Read Id Channel Number Mux Number Relative Time Length of Read Quality GC content 2a3086e3-f053-43b6-afad-a4c1f729dbe8 123 NA 43635.509766 16600 8.3 GC_Content 04e1458e-44d4-40e4-a088-ece47fa1b1db 271 NA 83214.570312 16646 8.323 GC_Content 900e69fc-6def-484f-8b7d-5ab75a3d2dda 313 NA 36078.091797 26946 13.47325 GC_Content 34a88669-8500-4ee8-8ff0-460be3ee9bae 339 NA 33305.697266 13009 6.5045 GC_Content 71be701a-eb98-4893-b733-69c4c639b5ec 97 NA 32308.506836 20928 10.46425 GC_Content 2fa309e0-fdda-4957-ae04-c03aa8c92b7d 36 NA 38661.201172 21261 10.63075 GC_Content b5827113-460d-4886-b534-5a9089ad129e 153 NA 42016.429688 7279 3.6395 GC_Content 8badc4e0-d807-49ab-9932-aa35b91fc026 61 NA 98410.577148 83957 41.9785 GC_Content 90188590-b3de-40b9-b9b9-53e045ff31f6 140 NA 24879.667969 7281 3.6405 GC_Content

davidebolo1993 commented 5 years ago

Yes, can you please send me the table somehow ? I need to look into this. Also the original one. My email is davidebolognini7@gmail.com.

Sent with GitHawk

davidebolo1993 commented 5 years ago

I also have another question. Do you have fastqs files and the sequencing summary table all in the same folder ? New versions of MinION and GridION x5 store the sequencing summary and the pass fastqs in different folders.

Sent with GitHawk

lfaino commented 5 years ago

Nope, it is a different story. I did the sequencing, after i did the demultiplex and after i did basecalling with guppy. therefore, I have 13 folders in which I have fastqs for each barcode and a summary table for all the reads of that barcode. the path /data/lfainoData/FOM/newDemulti11_07_2019/first/nanoR/ is the path where all the folders after demultiplex and basecalling are stored.

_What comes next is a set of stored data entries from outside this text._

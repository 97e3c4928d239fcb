//! Generation Orchestrator - 故事生成工作流编排
//!
//! 独占当前的预览故事、最终故事与生成任务，按状态机推进:
//! 提交 → (轮询) → 预览 → 修改 → 资源生成 → (轮询) → 完成
//!
//! 状态修改都在短临界区内完成，锁从不跨越 await。
//! 每个在途操作持有一个 CancellationToken 和操作编号，
//! 被 cancel/reset 放弃的操作在提交结果前会发现自己已失效。

use parking_lot::Mutex;
use std::sync::Arc;
use tokio::sync::{broadcast, watch};
use tokio_util::sync::CancellationToken;

use crate::application::api::StoryApi;
use crate::application::error::{WorkflowError, WorkflowStep};
use crate::application::normalizer::{
    apply_assets, apply_refinement, classify, extract_image, normalize, AssetMergeDecoder,
    GeneratedStoryDecoder, ResultDecoder, Submission,
};
use crate::application::ports::TransportPort;
use crate::domain::{GenerationSettings, GenerationTask, Scene, Story, StoryError, TaskId, TaskStatus};
use crate::infrastructure::events::{WorkflowEvent, WorkflowEvents};
use crate::infrastructure::worker::{PollError, StatusPoller, StatusPollerConfig};

use super::config::WorkflowConfig;
use super::policy::ArtStylePolicy;
use super::state::{WorkflowFailure, WorkflowSnapshot, WorkflowStage};

/// 在途操作
struct InFlight {
    id: u64,
    step: WorkflowStep,
    token: CancellationToken,
}

/// 在途操作的凭据，提交结果前用来确认自己仍然有效
#[derive(Clone)]
struct Ticket {
    id: u64,
    step: WorkflowStep,
    token: CancellationToken,
}

#[derive(Default)]
struct WorkflowInner {
    stage: WorkflowStage,
    settings: Option<GenerationSettings>,
    preview: Option<Story>,
    story: Option<Story>,
    task: Option<GenerationTask>,
    failure: Option<WorkflowFailure>,
    refinement_settled: bool,
    /// 工作流实例编号，reset 时递增
    epoch: u64,
    in_flight: Option<InFlight>,
    next_op: u64,
}

/// 轮询的任务类型
#[derive(Debug, Clone, Copy, PartialEq, Eq)]
enum PollKind {
    Generation,
    Assets,
}

impl PollKind {
    fn step(self) -> WorkflowStep {
        match self {
            PollKind::Generation => WorkflowStep::PollGeneration,
            PollKind::Assets => WorkflowStep::PollAssets,
        }
    }

    /// 失败后 recover 回到的阶段；没有保留的预览时由 fail 改为 Idle
    fn resume_to(self) -> WorkflowStage {
        WorkflowStage::PreviewReady
    }
}

struct Core {
    api: StoryApi,
    poller: StatusPoller,
    config: WorkflowConfig,
    state: Mutex<WorkflowInner>,
    events: Arc<WorkflowEvents>,
    stage_tx: watch::Sender<WorkflowStage>,
}

impl Core {
    fn transition(&self, inner: &mut WorkflowInner, next: WorkflowStage) {
        let from = inner.stage;
        if from == next {
            return;
        }
        debug_assert!(
            from.can_transition_to(next),
            "illegal workflow transition {:?} -> {:?}",
            from,
            next
        );

        inner.stage = next;
        tracing::info!(from = %from, to = %next, epoch = inner.epoch, "Workflow stage changed");
        self.events.publish_stage_changed(from, next);
        self.stage_tx.send_replace(next);
    }

    /// 开始一个在途操作
    ///
    /// `prepare` 在锁内执行，返回操作需要的数据快照
    fn begin<T>(
        &self,
        operation: &'static str,
        step: WorkflowStep,
        allowed: &[WorkflowStage],
        next: WorkflowStage,
        prepare: impl FnOnce(&mut WorkflowInner) -> Result<T, WorkflowError>,
    ) -> Result<(Ticket, T), WorkflowError> {
        let mut inner = self.state.lock();
        if !allowed.contains(&inner.stage) || inner.in_flight.is_some() {
            tracing::debug!(operation, stage = %inner.stage, "Operation rejected in current stage");
            return Err(WorkflowError::invalid_state(operation, inner.stage));
        }

        let data = prepare(&mut *inner)?;

        inner.next_op += 1;
        let ticket = Ticket {
            id: inner.next_op,
            step,
            token: CancellationToken::new(),
        };
        inner.in_flight = Some(InFlight {
            id: ticket.id,
            step,
            token: ticket.token.clone(),
        });
        self.transition(&mut inner, next);

        Ok((ticket, data))
    }

    fn is_current(inner: &WorkflowInner, ticket: &Ticket) -> bool {
        !ticket.token.is_cancelled()
            && inner.in_flight.as_ref().map(|op| op.id) == Some(ticket.id)
    }

    /// 仅当操作仍然有效时修改状态
    fn commit<R>(
        &self,
        ticket: &Ticket,
        apply: impl FnOnce(&Self, &mut WorkflowInner) -> R,
    ) -> Result<R, WorkflowError> {
        let mut inner = self.state.lock();
        if !Self::is_current(&inner, ticket) {
            tracing::debug!(step = %ticket.step, op = ticket.id, "Stale operation result discarded");
            return Err(WorkflowError::Cancelled { step: ticket.step });
        }
        Ok(apply(self, &mut *inner))
    }

    /// 记录失败并进入 Failed；操作已失效时返回 Cancelled
    fn fail(&self, ticket: &Ticket, error: WorkflowError, resume_to: WorkflowStage) -> WorkflowError {
        let step = error.step().unwrap_or(ticket.step);
        let recorded = self.commit(ticket, |core, inner| {
            let resume_to = match resume_to {
                WorkflowStage::PreviewReady if inner.preview.is_none() => WorkflowStage::Idle,
                stage => stage,
            };
            inner.in_flight = None;
            inner.task = None;
            inner.failure = Some(WorkflowFailure {
                step,
                error: error.clone(),
                resume_to,
            });
            core.transition(inner, WorkflowStage::Failed);
        });

        match recorded {
            Ok(()) => {
                tracing::warn!(step = %step, error = %error, "Workflow step failed");
                self.events.publish_failed(step.as_str(), &error.user_message());
                error
            }
            Err(cancelled) => cancelled,
        }
    }

    fn finish_generation(&self, ticket: &Ticket, story: Story) -> Result<Story, WorkflowError> {
        self.commit(ticket, |core, inner| {
            inner.in_flight = None;
            inner.task = None;
            inner.failure = None;
            inner.refinement_settled = false;
            inner.preview = Some(story.clone());
            inner.story = None;
            core.transition(inner, WorkflowStage::PreviewReady);
        })?;

        tracing::info!(
            story_id = %story.id(),
            scenes = story.scene_count(),
            words = story.word_count(),
            "Preview story ready"
        );
        self.events.publish_preview_ready(story.id(), story.scene_count());
        Ok(story)
    }

    fn finish_assets(&self, ticket: &Ticket, story: Story) -> Result<Story, WorkflowError> {
        self.commit(ticket, |core, inner| {
            inner.in_flight = None;
            inner.task = None;
            inner.failure = None;
            inner.story = Some(story.clone());
            core.transition(inner, WorkflowStage::Complete);
        })?;

        tracing::info!(story_id = %story.id(), scenes = story.scene_count(), "Story complete");
        self.events.publish_story_complete(story.id(), story.scene_count());
        Ok(story)
    }

    /// 后端接受了异步任务：进入轮询阶段并启动轮询驱动
    fn start_polling(
        core: &Arc<Self>,
        ticket: Ticket,
        task: GenerationTask,
        decoder: Arc<dyn ResultDecoder>,
        kind: PollKind,
    ) -> Result<WorkflowStage, WorkflowError> {
        let next = match kind {
            PollKind::Generation => WorkflowStage::PollingGeneration,
            PollKind::Assets => WorkflowStage::PollingAssets,
        };
        let task_id = task.id.clone();

        core.commit(&ticket, |core, inner| {
            if let Some(op) = inner.in_flight.as_mut() {
                op.step = kind.step();
            }
            core.events.publish_task_progress(&task);
            inner.task = Some(task);
            core.transition(inner, next);
        })?;

        let ticket = Ticket {
            step: kind.step(),
            ..ticket
        };
        tokio::spawn(Self::drive_poll(core.clone(), ticket, task_id, decoder, kind));
        Ok(next)
    }

    async fn drive_poll(
        core: Arc<Self>,
        ticket: Ticket,
        task_id: TaskId,
        decoder: Arc<dyn ResultDecoder>,
        kind: PollKind,
    ) {
        let mut handle = core
            .poller
            .poll_with_token(task_id.clone(), decoder, ticket.token.child_token());

        while let Some(update) = handle.next().await {
            let task = match update {
                Ok(task) => task,
                Err(PollError::Transport(e)) => {
                    core.fail(&ticket, WorkflowError::transport(kind.step(), e), kind.resume_to());
                    return;
                }
                Err(PollError::BackendLogic(message)) => {
                    core.fail(
                        &ticket,
                        WorkflowError::backend_logic(kind.step(), message),
                        kind.resume_to(),
                    );
                    return;
                }
            };

            match task.status {
                TaskStatus::Pending | TaskStatus::Processing => {
                    let progressed = core.commit(&ticket, |core, inner| {
                        core.events.publish_task_progress(&task);
                        inner.task = Some(task);
                    });
                    if progressed.is_err() {
                        return;
                    }
                }
                TaskStatus::Completed => {
                    let Some(story) = task.result else {
                        core.fail(
                            &ticket,
                            WorkflowError::backend_logic(kind.step(), "task completed without a story"),
                            kind.resume_to(),
                        );
                        return;
                    };
                    let _ = match kind {
                        PollKind::Generation => core.finish_generation(&ticket, story),
                        PollKind::Assets => core.finish_assets(&ticket, story),
                    };
                    return;
                }
                TaskStatus::Failed => {
                    let message = task.error.unwrap_or_else(|| "Task failed".to_string());
                    core.fail(
                        &ticket,
                        WorkflowError::TaskFailed {
                            step: kind.step(),
                            message,
                        },
                        kind.resume_to(),
                    );
                    return;
                }
            }
        }

        tracing::debug!(task_id = %task_id, "Poll driver exited");
    }
}
//!# Interrupt to task hand-off
//! [RxChannel] is a bounded FIFO of frames filled from interrupt context and drained by a receive task.
//! The producer side never blocks: when the channel is full the configured [OverflowPolicy] decides which frame
//! is dropped, and the drop is counted.
//!
//! The consumer suspends in [RxChannel::receive] until the interrupt enqueues a frame and wakes it. Targets
//! without an executor poll with [RxChannel::try_receive] or [RxChannel::receive_timeout].
//!
//! ```
//!# use fdcan_classic::channel::{OverflowPolicy, RxChannel};
//!# use fdcan_classic::frame::Frame;
//!# use futures_executor::block_on;
//! let channel: RxChannel<2> = RxChannel::new(OverflowPolicy::DropNewest);
//!
//! channel.try_send(Frame::new(0x1, &[1]).unwrap()).unwrap();
//! channel.try_send(Frame::new(0x2, &[2]).unwrap()).unwrap();
//! assert!(channel.try_send(Frame::new(0x3, &[3]).unwrap()).is_err());
//!
//! assert_eq!(1, channel.dropped());
//! assert_eq!(0x1, block_on(channel.receive()).raw_id());
//! assert_eq!(0x2, block_on(channel.receive()).raw_id());
//! assert!(channel.try_receive().is_none());
//! ```
use crate::can::{CanError, RxHandler};
use crate::config::RxQueue;
use crate::frame::Frame;
use core::cell::{Cell, RefCell};
use core::future::poll_fn;
use core::task::{Context, Poll};
use critical_section::Mutex;
use embassy_sync::waitqueue::WakerRegistration;
use embedded_time::duration::Milliseconds;
use embedded_time::Clock;
use heapless::Deque;

/// Channel depth of the receive path
pub const RX_CHANNEL_DEPTH: usize = 10;

/// Frame dropped when sending to a full channel
#[derive(Copy, Clone, Debug, PartialEq, Eq, Default)]
pub enum OverflowPolicy {
    /// Keep the buffered frames and reject the new one
    #[default]
    DropNewest,
    /// Evict the oldest buffered frame to make room for the new one
    DropOldest,
}

struct State<const N: usize> {
    frames: Deque<Frame, N>,
    /// Task suspended in receive
    consumer: WakerRegistration,
}

pub struct RxChannel<const N: usize> {
    state: Mutex<RefCell<State<N>>>,
    dropped: Mutex<Cell<u32>>,
    policy: OverflowPolicy,
}

impl<const N: usize> Default for RxChannel<N> {
    fn default() -> Self {
        Self::new(OverflowPolicy::default())
    }
}

impl<const N: usize> RxChannel<N> {
    pub const fn new(policy: OverflowPolicy) -> Self {
        Self {
            state: Mutex::new(RefCell::new(State {
                frames: Deque::new(),
                consumer: WakerRegistration::new(),
            })),
            dropped: Mutex::new(Cell::new(0)),
            policy,
        }
    }

    /// Enqueues without blocking and wakes the consumer, safe to call from interrupt context
    ///
    /// On a full channel the dropped frame is returned: the new one for [OverflowPolicy::DropNewest], the evicted
    /// oldest one for [OverflowPolicy::DropOldest].
    pub fn try_send(&self, frame: Frame) -> Result<(), Frame> {
        critical_section::with(|cs| {
            let mut state = self.state.borrow_ref_mut(cs);
            state.consumer.wake();

            let frame = match state.frames.push_back(frame) {
                Ok(()) => return Ok(()),
                Err(frame) => frame,
            };

            let dropped = self.dropped.borrow(cs);
            dropped.set(dropped.get().wrapping_add(1));

            match self.policy {
                OverflowPolicy::DropNewest => Err(frame),
                OverflowPolicy::DropOldest => match state.frames.pop_front() {
                    Some(oldest) => {
                        // Room was just made
                        let _ = state.frames.push_back(frame);
                        Err(oldest)
                    }
                    None => Err(frame),
                },
            }
        })
    }

    /// Oldest frame, if any
    pub fn try_receive(&self) -> Option<Frame> {
        critical_section::with(|cs| self.state.borrow_ref_mut(cs).frames.pop_front())
    }

    /// Oldest frame, or registers the task for wake-up by the next [Self::try_send]
    pub fn poll_receive(&self, cx: &mut Context<'_>) -> Poll<Frame> {
        critical_section::with(|cs| {
            let mut state = self.state.borrow_ref_mut(cs);

            match state.frames.pop_front() {
                Some(frame) => Poll::Ready(frame),
                None => {
                    state.consumer.register(cx.waker());
                    Poll::Pending
                }
            }
        })
    }

    /// Suspends the calling task until a frame is available
    pub async fn receive(&self) -> Frame {
        poll_fn(|cx| self.poll_receive(cx)).await
    }

    /// Spins until a frame is available or the timeout expired, for targets without an executor
    pub fn receive_timeout<CLK: Clock>(&self, timeout: Milliseconds<u32>, clock: &CLK) -> Result<Frame, CanError> {
        let deadline = clock.try_now()?.checked_add(timeout).ok_or(CanError::ClockError)?;

        loop {
            if let Some(frame) = self.try_receive() {
                return Ok(frame);
            }

            if clock.try_now()? > deadline {
                return Err(CanError::Timeout);
            }
        }
    }

    pub fn len(&self) -> usize {
        critical_section::with(|cs| self.state.borrow_ref(cs).frames.len())
    }

    pub fn is_empty(&self) -> bool {
        self.len() == 0
    }

    pub fn capacity(&self) -> usize {
        N
    }

    /// Frames dropped because the channel was full, wraps around
    pub fn dropped(&self) -> u32 {
        critical_section::with(|cs| self.dropped.borrow(cs).get())
    }

    pub fn policy(&self) -> OverflowPolicy {
        self.policy
    }
}

impl<const N: usize> RxHandler for RxChannel<N> {
    fn on_frame(&self, _queue: RxQueue, frame: &Frame) {
        // Counted in dropped()
        let _ = self.try_send(*frame);
    }
}
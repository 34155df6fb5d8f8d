//!# Interrupt dispatching
//! Entry points called from FDCAN interrupt context. Nothing here waits, allocates or logs.
//!
//! Both interrupt lines of an instance may be bound to [Controller::on_interrupt]: line 0 carries the RX and
//! high priority message sources, line 1 the bus error status sources.
use crate::can::{CanError, Controller};
use crate::config::RxQueue;
use crate::peripheral::Peripheral;
use crate::registers::InterruptFlags;
use crate::status::HighPriorityStatus;

impl<P: Peripheral> Controller<'_, P> {
    /// Reads and clears the pending interrupt flags, then dispatches them
    ///
    /// Flags are cleared even if the controller is not running.
    pub fn on_interrupt(&self) -> Result<(), CanError> {
        let pending = self.peripheral().pending_interrupts();
        if pending.is_empty() {
            return Ok(());
        }

        self.peripheral().clear_interrupts(pending)?;
        self.dispatch(pending)
    }

    /// Handles the given interrupt reasons
    ///
    /// A new message reason reads exactly one frame from the FIFO, which is dropped if no receive callback is
    /// registered. Error status reasons are passed to the error callback, or silently discarded.
    pub fn dispatch(&self, reasons: InterruptFlags) -> Result<(), CanError> {
        self.ensure_running()?;

        let mut result = Ok(());

        for queue in [RxQueue::Fifo0, RxQueue::Fifo1] {
            if reasons.rx_pending(queue) {
                if let Err(error) = self.deliver(queue) {
                    result = Err(error);
                }
            }
        }

        let callbacks = self.callbacks();

        if reasons.hpm() {
            let status = HighPriorityStatus::from_register(self.peripheral().high_priority_status());

            if let Some(handler) = callbacks.high_priority {
                handler.on_high_priority(&status);
            }
        }

        let errors = reasons.intersection(InterruptFlags::error_status());
        if !errors.is_empty() {
            if let Some(handler) = callbacks.error {
                handler.on_error(errors);
            }
        }

        result
    }

    /// Consumes one element of the FIFO and passes the frame to the receive callback
    pub(crate) fn deliver(&self, queue: RxQueue) -> Result<(), CanError> {
        let frame = self.peripheral().read_rx(queue)?.to_frame();

        if let Some(handler) = self.callbacks().rx[queue.index()] {
            handler.on_frame(queue, &frame);
        }

        Ok(())
    }
}
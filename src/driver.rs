use crate::can::{CanError, Controller};
use crate::config::Configuration;
use crate::peripheral::Peripheral;
use crate::status::ControllerState;

/// Lifecycle shared by the board's peripheral drivers
///
/// Drivers without configurable hardware implement it trivially, so board bring-up can treat all of them alike.
pub trait Driver {
    type Config;
    type Error;

    /// Applies the configuration, discarding any previous one
    fn init(&self, config: &Self::Config) -> Result<(), Self::Error>;

    fn start(&self) -> Result<(), Self::Error>;

    fn stop(&self) -> Result<(), Self::Error>;

    /// True once [Driver::init] succeeded and until [Driver::stop]
    fn is_initialized(&self) -> bool;
}

impl<P: Peripheral> Driver for Controller<'_, P> {
    type Config = Configuration;
    type Error = CanError;

    fn init(&self, config: &Configuration) -> Result<(), CanError> {
        Controller::init(self, config)
    }

    fn start(&self) -> Result<(), CanError> {
        Controller::start(self)
    }

    fn stop(&self) -> Result<(), CanError> {
        Controller::stop(self)
    }

    fn is_initialized(&self) -> bool {
        self.state() != ControllerState::Uninitialized
    }
}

davidebolo1993 commented 5 years ago

I see. I’ve never tested NanoR on this kind of data and I guess it does not support them for the time being. If you want to go through this, I need to have access to your data.

Let me know.

Best,

Davide

Sent with GitHawk

davidebolo1993 commented 5 years ago

Provided a modified function to overcome the problem. Closing for now.